The first product Eck Plastic Arts is manufacturing on the MA II S is a souvenir drinking cup shaped as a baseball bat and sold at major-league and minor-league baseball stadiums. “The delay in opening professional baseball ended up working in our favor as it took the fire drill out of starting up the machine,” Pennefeather conceded. “It gave us more time to make sure everything was assembled properly, and auxiliaries were hooked up correctly as we familiarize our team with this new machine make.”

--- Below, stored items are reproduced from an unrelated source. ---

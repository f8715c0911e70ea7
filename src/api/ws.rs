//! WebSocket upgrade: relays the Realtime Broker's fanout as
//! `real_time_event`/`system_log` frames and answers `ping` with `pong`.

use std::sync::atomic::Ordering;
use std::time::Duration;

use axum::extract::ws::{Message, WebSocket};
use axum::extract::{State, WebSocketUpgrade};
use axum::response::Response;
use serde::Serialize;
use tokio::sync::broadcast::error::RecvError;

use super::AppState;
use crate::broker::BrokerMessage;
use crate::config::SUBSCRIBER_SEND_TIMEOUT_SECS;

#[derive(Serialize)]
#[serde(tag = "type")]
enum WsFrame<'a> {
    #[serde(rename = "real_time_event")]
    RealTimeEvent { payload: &'a str, correlation_id: &'a str },
    #[serde(rename = "system_log")]
    SystemLog { payload: &'a str, correlation_id: &'a str },
    #[serde(rename = "pong")]
    Pong,
}

pub async fn upgrade(ws: WebSocketUpgrade, State(state): State<AppState>) -> Response {
    ws.on_upgrade(move |socket| handle_socket(socket, state))
}

async fn handle_socket(mut socket: WebSocket, state: AppState) {
    let mut subscription = state.broker.subscribe();
    let correlation_id = subscription.correlation_id.clone();
    tracing::info!(correlation_id, "websocket client connected");

    let send_timeout = Duration::from_secs(SUBSCRIBER_SEND_TIMEOUT_SECS);

    loop {
        tokio::select! {
            incoming = socket.recv() => {
                match incoming {
                    Some(Ok(Message::Text(text))) if text.trim() == "ping" => {
                        let frame = serde_json::to_string(&WsFrame::Pong).unwrap_or_default();
                        match send_with_timeout(&mut socket, frame, send_timeout).await {
                            SendOutcome::Closed => break,
                            SendOutcome::Sent | SendOutcome::Dropped => {}
                        }
                    }
                    Some(Ok(Message::Close(_))) | None => break,
                    Some(Err(_)) => break,
                    _ => {}
                }
            }
            relayed = subscription.receiver.recv() => {
                let message = match relayed {
                    Ok(message) => message,
                    // A lagging subscriber loses the messages it fell behind
                    // on, not the connection — keep reading the fanout.
                    Err(RecvError::Lagged(_)) => continue,
                    Err(RecvError::Closed) => break,
                };
                let frame = match &message {
                    BrokerMessage::RealTimeEvent(payload) => serde_json::to_string(&WsFrame::RealTimeEvent {
                        payload,
                        correlation_id: &correlation_id,
                    }),
                    BrokerMessage::SystemLog(payload) => serde_json::to_string(&WsFrame::SystemLog {
                        payload,
                        correlation_id: &correlation_id,
                    }),
                };
                let Ok(frame) = frame else { continue };
                match send_with_timeout(&mut socket, frame, send_timeout).await {
                    SendOutcome::Sent => {
                        state.broker.counters().messages_relayed.fetch_add(1, Ordering::Relaxed);
                    }
                    SendOutcome::Dropped => {
                        state.broker.counters().messages_dropped_backpressure.fetch_add(1, Ordering::Relaxed);
                    }
                    SendOutcome::Closed => break,
                }
            }
        }
    }

    tracing::info!(correlation_id, "websocket client disconnected");
}

enum SendOutcome {
    Sent,
    /// The send didn't complete within the backpressure cap; the frame is
    /// dropped for this subscriber, the connection stays open.
    Dropped,
    Closed,
}

/// Never blocks the relay loop for longer than `timeout` on one subscriber:
/// a slow client loses this frame instead of stalling every other connected
/// subscriber's delivery.
async fn send_with_timeout(socket: &mut WebSocket, frame: String, timeout: Duration) -> SendOutcome {
    match tokio::time::timeout(timeout, socket.send(Message::Text(frame.into()))).await {
        Ok(Ok(())) => SendOutcome::Sent,
        Ok(Err(_)) => SendOutcome::Closed,
        Err(_) => SendOutcome::Dropped,
    }
}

During the COVID-19 outbreak, Eck Plastic Arts has partnered with a local nonprofit, the Association for Vision Rehabilitation and Employment (AVRE) to manufacture thousands of face shields. AVRE has contracts with federal agencies such as the Federal Emergency Management Agency (FEMA) to assemble the face shields from components produced by Eck Plastic Arts. “AVRE has been able to distribute the shields not only to federal agencies but also to several local hospitals,” explained Pennefeather. “We provide the parts at cost, keeping our shop active, enabling AVRE to provide contract work for its visually impaired clients and lower the price of the face shields for entities that badly need them.”